ADM is Archer Daniels Midland, a dominant player in corn and soybean processing with operations in more than 170 countries, a corporate empire so vast that when it paid the federal government a $100 million fine for price fixing in 1996, the penalty’s impact was hardly noticeable on its bottom line.
Cargill is the largest privately held company in the U.S., selling everything from animal feed to chocolate, but a big chunk of their revenue comes from trading grains and oilseeds.
Tyson Foods is America’s top meat processor, handling over 20% of all the chicken, beef and pork produced in the country, supplying meat to huge restaurant chains and grocery stores. As dominant as Tyson is, Smithfield Foods — started in the U.S. but now owned by a Chinese company — is the largest pig producer and pork processor in the world.
No discussion of industrialized agriculture is complete without mentioning the seed and chemical giants. Bayer, BASF, Corteva and Syngenta control over half of the global seeds market (Bayer alone accounts for nearly a quarter of it) and almost two-thirds of the pesticides market. Monsanto (now part of Bayer) basically invented genetically modified seeds. That means the company almost single-handedly determines which crop varieties grow in the U.S. and which ones don’t.
You can count on two hands the agribusiness titans that set the rules for farming, decide what’s profitable, dictate what gets researched in agricultural science.
A great many people in this country have been led to believe the corporate consolidation of American agriculture was inevitable, that it happened naturally, that family farmers simply couldn’t compete. A great many people have been misled. It didn’t happen naturally; it was politically engineered. The disappearance of 4 million American farms was a deliberate policy choice. If there’s anything natural about what happened, it’s that this kind of thing is a natural byproduct of political corruption.
It didn’t have to be this way. Politicians could have stood up to the agribusiness conglomerates and opted to stick with supply management instead of selling out family farmers and handing over the treasury keys to price-fixing, market-distorting predators.

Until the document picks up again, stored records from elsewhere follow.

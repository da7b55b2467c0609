use std::str::FromStr;

use chrono::NaiveDate;
use hive3stream_core::{MapRecord, RecordDataType, RecordField, RecordSchema, Value};
use hive3stream_serde::{
    ConfigError, ConversionError, DecimalMode, FieldError, RecordSerDe, RowValue, TableProperties,
};
use rust_decimal::Decimal;

fn properties(columns: &str, types: &str) -> TableProperties {
    TableProperties::from_properties([("columns", columns), ("columns.types", types)]).unwrap()
}

fn schema(fields: &[(&str, RecordDataType)]) -> RecordSchema {
    fields
        .iter()
        .map(|(name, data_type)| RecordField::new(*name, data_type.clone(), true))
        .collect::<Vec<_>>()
        .into()
}

fn strings(names: &[&str]) -> RecordSchema {
    schema(
        &names
            .iter()
            .map(|n| (*n, RecordDataType::String))
            .collect::<Vec<_>>(),
    )
}

#[test]
fn converts_text_fields_into_typed_columns() {
    let source = schema(&[
        ("id", RecordDataType::String),
        ("name", RecordDataType::String),
        ("ts", RecordDataType::Timestamp { format: None }),
    ]);
    let mut serde =
        RecordSerDe::initialize(&properties("id,name,ts", "int,string,timestamp"), &source).unwrap();

    let record = MapRecord::new(
        source,
        [
            ("id", Value::string("42")),
            ("name", Value::string("Ann")),
            ("ts", Value::string("2020-01-01 00:00:00")),
        ],
    );
    let row = serde.deserialize(&record).unwrap();

    let midnight = NaiveDate::from_ymd_opt(2020, 1, 1)
        .unwrap()
        .and_hms_opt(0, 0, 0)
        .unwrap();
    assert_eq!(
        row.into_inner(),
        vec![
            Some(RowValue::Int(42)),
            Some(RowValue::String("Ann".to_string())),
            Some(RowValue::Timestamp(midnight)),
        ]
    );
    assert_eq!(serde.stats().row_count(), 1);
}

#[test]
fn zero_padded_internal_name_fails_initialization() {
    let result = RecordSerDe::initialize(&properties("a,b", "int,int"), &strings(&["_col01"]));
    assert!(matches!(
        result,
        Err(ConfigError::InternalNameMismatch { position: 1, .. })
    ));
}

#[test]
fn partition_fields_are_ignored() {
    let source = strings(&["id", "partition_date"]);
    let mut serde = RecordSerDe::initialize(&properties("id", "int"), &source).unwrap();
    let record = MapRecord::new(
        source,
        [
            ("id", Value::string("7")),
            ("partition_date", Value::string("2020-01-01")),
        ],
    );

    let row = serde.deserialize(&record).unwrap();
    assert_eq!(row.len(), 1);
    assert_eq!(row.get(0), Some(&RowValue::Int(7)));
    assert_eq!(serde.stats().row_count(), 1);
}

#[test]
fn decimal_columns_default_to_double() {
    let source = schema(&[("amount", RecordDataType::Double)]);
    let mut serde =
        RecordSerDe::initialize(&properties("amount", "decimal(10,2)"), &source).unwrap();
    let record = MapRecord::new(source, [("amount", Value::Double(3.14159))]);

    let row = serde.deserialize(&record).unwrap();
    assert_eq!(row.get(0), Some(&RowValue::Double(3.14159)));
}

#[test]
fn exact_decimal_mode_rounds_to_declared_scale() {
    let source = strings(&["amount"]);
    let props = properties("amount", "decimal(10,2)").with_decimal_mode(DecimalMode::Exact);
    let mut serde = RecordSerDe::initialize(&props, &source).unwrap();

    let record = MapRecord::new(source.clone(), [("amount", Value::string("3.14159"))]);
    let row = serde.deserialize(&record).unwrap();
    assert_eq!(
        row.get(0),
        Some(&RowValue::Decimal(Decimal::from_str("3.14").unwrap()))
    );

    let record = MapRecord::new(source, [("amount", Value::string("123456789.5"))]);
    let err = serde.deserialize(&record).unwrap_err();
    assert!(matches!(
        err.source,
        FieldError::DecimalOverflow {
            precision: 10,
            scale: 2,
            ..
        }
    ));
    assert_eq!(serde.stats().row_count(), 1);
}

#[test]
fn columns_missing_from_the_record_stay_absent() {
    let source = strings(&["b"]);
    let mut serde = RecordSerDe::initialize(&properties("a,b,c", "int,string,int"), &source).unwrap();
    let record = MapRecord::new(source, [("b", Value::string("x"))]);

    let row = serde.deserialize(&record).unwrap();
    assert_eq!(
        row.as_slice(),
        [None, Some(RowValue::String("x".to_string())), None]
    );
}

#[test]
fn null_values_stay_absent() {
    let source = strings(&["a"]);
    let mut serde = RecordSerDe::initialize(&properties("a", "bigint"), &source).unwrap();
    let record = MapRecord::new(source, [("a", Value::Null)]);

    let row = serde.deserialize(&record).unwrap();
    assert_eq!(row[0], None);
    assert_eq!(serde.stats().row_count(), 1);
}

#[test]
fn failed_record_leaves_counter_unchanged() {
    let source = strings(&["id", "name"]);
    let mut serde = RecordSerDe::initialize(&properties("id,name", "int,string"), &source).unwrap();

    let bad = MapRecord::new(
        source.clone(),
        [("id", Value::string("forty-two")), ("name", Value::string("Ann"))],
    );
    let err: ConversionError = serde.deserialize(&bad).unwrap_err();
    assert_eq!(err.field, "id");
    assert!(err.record.contains("id=forty-two"), "{}", err.record);
    assert!(matches!(err.source, FieldError::Access(_)));
    assert_eq!(serde.stats().row_count(), 0);

    let good = MapRecord::new(source, [("id", Value::Int(1))]);
    serde.deserialize(&good).unwrap();
    assert_eq!(serde.stats().row_count(), 1);
}

#[test]
fn fields_resolve_case_insensitively_and_by_internal_name() {
    let source = strings(&["ID", "_col1"]);
    let mut serde = RecordSerDe::initialize(&properties("id,Name", "int,string"), &source).unwrap();
    let record = MapRecord::new(
        source,
        [("ID", Value::Long(5)), ("_col1", Value::string("n"))],
    );

    let row = serde.deserialize(&record).unwrap();
    assert_eq!(row.get(0), Some(&RowValue::Int(5)));
    assert_eq!(row.get(1), Some(&RowValue::String("n".to_string())));
}

#[test]
fn scalar_columns_coerce_their_values() {
    let source = schema(&[
        ("t", RecordDataType::Int),
        ("s", RecordDataType::Int),
        ("b", RecordDataType::String),
        ("f", RecordDataType::Double),
        ("d", RecordDataType::Int),
        ("v", RecordDataType::Int),
        ("c", RecordDataType::String),
    ]);
    let mut serde = RecordSerDe::initialize(
        &properties(
            "t,s,b,f,d,v,c",
            "tinyint,smallint,boolean,float,double,varchar(3),char(1)",
        ),
        &source,
    )
    .unwrap();
    let record = MapRecord::new(
        source,
        [
            ("t", Value::Int(1)),
            ("s", Value::Int(2)),
            ("b", Value::string("TRUE")),
            ("f", Value::Double(1.5)),
            ("d", Value::Int(3)),
            ("v", Value::Int(12345)),
            ("c", Value::string("xyz")),
        ],
    );

    let row = serde.deserialize(&record).unwrap();
    assert_eq!(
        row.into_inner(),
        vec![
            Some(RowValue::Int(1)),
            Some(RowValue::Int(2)),
            Some(RowValue::Boolean(true)),
            Some(RowValue::Float(1.5)),
            Some(RowValue::Double(3.0)),
            Some(RowValue::String("12345".to_string())),
            Some(RowValue::String("xyz".to_string())),
        ]
    );
}

#[test]
fn binary_and_date_columns() {
    let source = schema(&[
        ("payload", RecordDataType::String),
        ("day", RecordDataType::Date {
            format: Some("%d.%m.%Y".to_string()),
        }),
    ]);
    let mut serde = RecordSerDe::initialize(&properties("payload,day", "binary,date"), &source).unwrap();
    let record = MapRecord::new(
        source,
        [
            ("payload", Value::bytes([0xde, 0xad])),
            ("day", Value::string("31.12.1999")),
        ],
    );

    let row = serde.deserialize(&record).unwrap();
    assert_eq!(row.get(0), Some(&RowValue::Binary(vec![0xde, 0xad])));
    assert_eq!(
        row.get(1),
        Some(&RowValue::Date(NaiveDate::from_ymd_opt(1999, 12, 31).unwrap()))
    );
}

#[test]
fn timestamp_column_uses_configured_formats() {
    let source = strings(&["ts"]);
    let props = properties("ts", "timestamp").with_timestamp_formats(vec!["millis".to_string()]);
    let mut serde = RecordSerDe::initialize(&props, &source).unwrap();
    let record = MapRecord::new(source.clone(), [("ts", Value::string("86400000"))]);

    let row = serde.deserialize(&record).unwrap();
    let expected = NaiveDate::from_ymd_opt(1970, 1, 2)
        .unwrap()
        .and_hms_opt(0, 0, 0)
        .unwrap();
    assert_eq!(row.get(0), Some(&RowValue::Timestamp(expected)));

    let record = MapRecord::new(source, [("ts", Value::string("soon"))]);
    let err = serde.deserialize(&record).unwrap_err();
    assert!(matches!(err.source, FieldError::Timestamp { .. }));
}

#[test]
fn timestamp_column_accepts_numbers_and_date_only_formats() {
    let source = schema(&[
        ("at", RecordDataType::Double),
        ("day", RecordDataType::Timestamp {
            format: Some("%Y-%m-%d".to_string()),
        }),
    ]);
    let mut serde =
        RecordSerDe::initialize(&properties("at,day", "timestamp,timestamp"), &source).unwrap();
    let record = MapRecord::new(
        source,
        [
            ("at", Value::Double(1_577_836_800_000.0)),
            ("day", Value::string("2020-01-01")),
        ],
    );

    let row = serde.deserialize(&record).unwrap();
    let midnight = NaiveDate::from_ymd_opt(2020, 1, 1)
        .unwrap()
        .and_hms_opt(0, 0, 0)
        .unwrap();
    assert_eq!(row.get(0), Some(&RowValue::Timestamp(midnight)));
    assert_eq!(row.get(1), Some(&RowValue::Timestamp(midnight)));
}

#[test]
fn list_columns_keep_element_order() {
    let source = schema(&[(
        "tags",
        RecordDataType::Array(Box::new(RecordDataType::String)),
    )]);
    let mut serde = RecordSerDe::initialize(&properties("tags", "array<string>"), &source).unwrap();
    let record = MapRecord::new(
        source,
        [(
            "tags",
            Value::Array(vec![Value::string("b"), Value::Null, Value::string("a")]),
        )],
    );

    let row = serde.deserialize(&record).unwrap();
    assert_eq!(
        row.get(0),
        Some(&RowValue::List(vec![
            Some(RowValue::String("b".to_string())),
            None,
            Some(RowValue::String("a".to_string())),
        ]))
    );
}

#[test]
fn map_and_struct_columns_follow_the_field_type() {
    let address = RecordSchema::new(vec![
        RecordField::new("city", RecordDataType::String, true),
        RecordField::new("zip", RecordDataType::Int, true),
    ]);
    let source = schema(&[
        ("attrs", RecordDataType::Map(Box::new(RecordDataType::Long))),
        ("address", RecordDataType::Record(address)),
    ]);
    let mut serde = RecordSerDe::initialize(
        &properties("attrs,address", "map<string,bigint>,struct<city:string,zip:int>"),
        &source,
    )
    .unwrap();
    let record = MapRecord::new(
        source,
        [
            (
                "attrs",
                Value::Map(vec![("x".to_string(), Value::Int(1))]),
            ),
            (
                "address",
                Value::Record(vec![
                    ("zip".to_string(), Value::string("12345")),
                    ("extra".to_string(), Value::Bool(true)),
                ]),
            ),
        ],
    );

    let row = serde.deserialize(&record).unwrap();
    assert_eq!(
        row.get(0),
        Some(&RowValue::Map(vec![("x".to_string(), Some(RowValue::Long(1)))]))
    );
    assert_eq!(
        row.get(1),
        Some(&RowValue::Struct(vec![
            ("city".to_string(), None),
            ("zip".to_string(), Some(RowValue::Int(12345))),
        ]))
    );
}

#[test]
fn unsupported_column_types_reject_the_record() {
    for types in [
        "void",
        "interval_day_time",
        "timestamp with local time zone",
        "uniontype<int,string>",
    ] {
        let source = strings(&["x"]);
        let mut serde = RecordSerDe::initialize(&properties("x", types), &source).unwrap();
        let record = MapRecord::new(source, [("x", Value::string("1"))]);

        let err = serde.deserialize(&record).unwrap_err();
        assert_eq!(
            err.source,
            FieldError::UnsupportedType {
                type_name: types.to_string()
            }
        );
        assert_eq!(serde.stats().row_count(), 0);
    }
}

#[test]
fn rows_are_fresh_for_every_record() {
    let source = strings(&["a", "b"]);
    let mut serde = RecordSerDe::initialize(&properties("a,b", "string,string"), &source).unwrap();

    let first = MapRecord::new(
        source.clone(),
        [("a", Value::string("1")), ("b", Value::string("2"))],
    );
    let second = MapRecord::new(source, [("a", Value::string("3"))]);

    serde.deserialize(&first).unwrap();
    let row = serde.deserialize(&second).unwrap();
    assert_eq!(row.get(1), None);
    assert_eq!(serde.stats().row_count(), 2);
}

#[test]
fn mismatched_name_and_type_counts_fail_initialization() {
    let props = TableProperties::from_properties([("columns", "a,b"), ("columns.types", "int")]).unwrap();
    assert_eq!(
        RecordSerDe::initialize(&props, &strings(&["a"])).unwrap_err(),
        ConfigError::ColumnCountMismatch { names: 2, types: 1 }
    );
}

It didn’t have to be this way, and you only need to cross our northern border to find proof. Family farms are dying in America, surviving if not thriving in Canada. Dairy herds in Canada remain both numerous and small, one-quarter the size of American herds. Getting bigger hasn’t proven to be a recipe for continued solvency. There was a 55% jump in the number of U.S. dairy farmers going bankrupt in the first quarter of 2025 while farm bankruptcies are so rare in Canada that the country doesn’t even bother tracking them as an economic indicator. American farmers are three and a half times more likely to die by suicide than the general U.S. population. Canadian farmers sleep better at night and are not taking their own lives.
It’s not that Canadian farmers are better competitors, better financial managers, better stewards of the land, better animal caretakers, it’s that family farmers in the U.S. have been wiped out not by poor decisions but by political maneuvers and market manipulation beyond their control.
What’s Canada got that we don’t have? A sound food supply management system, the wisdom to preserve it, and the good sense not to put too much stock in 18th-Century fairytales.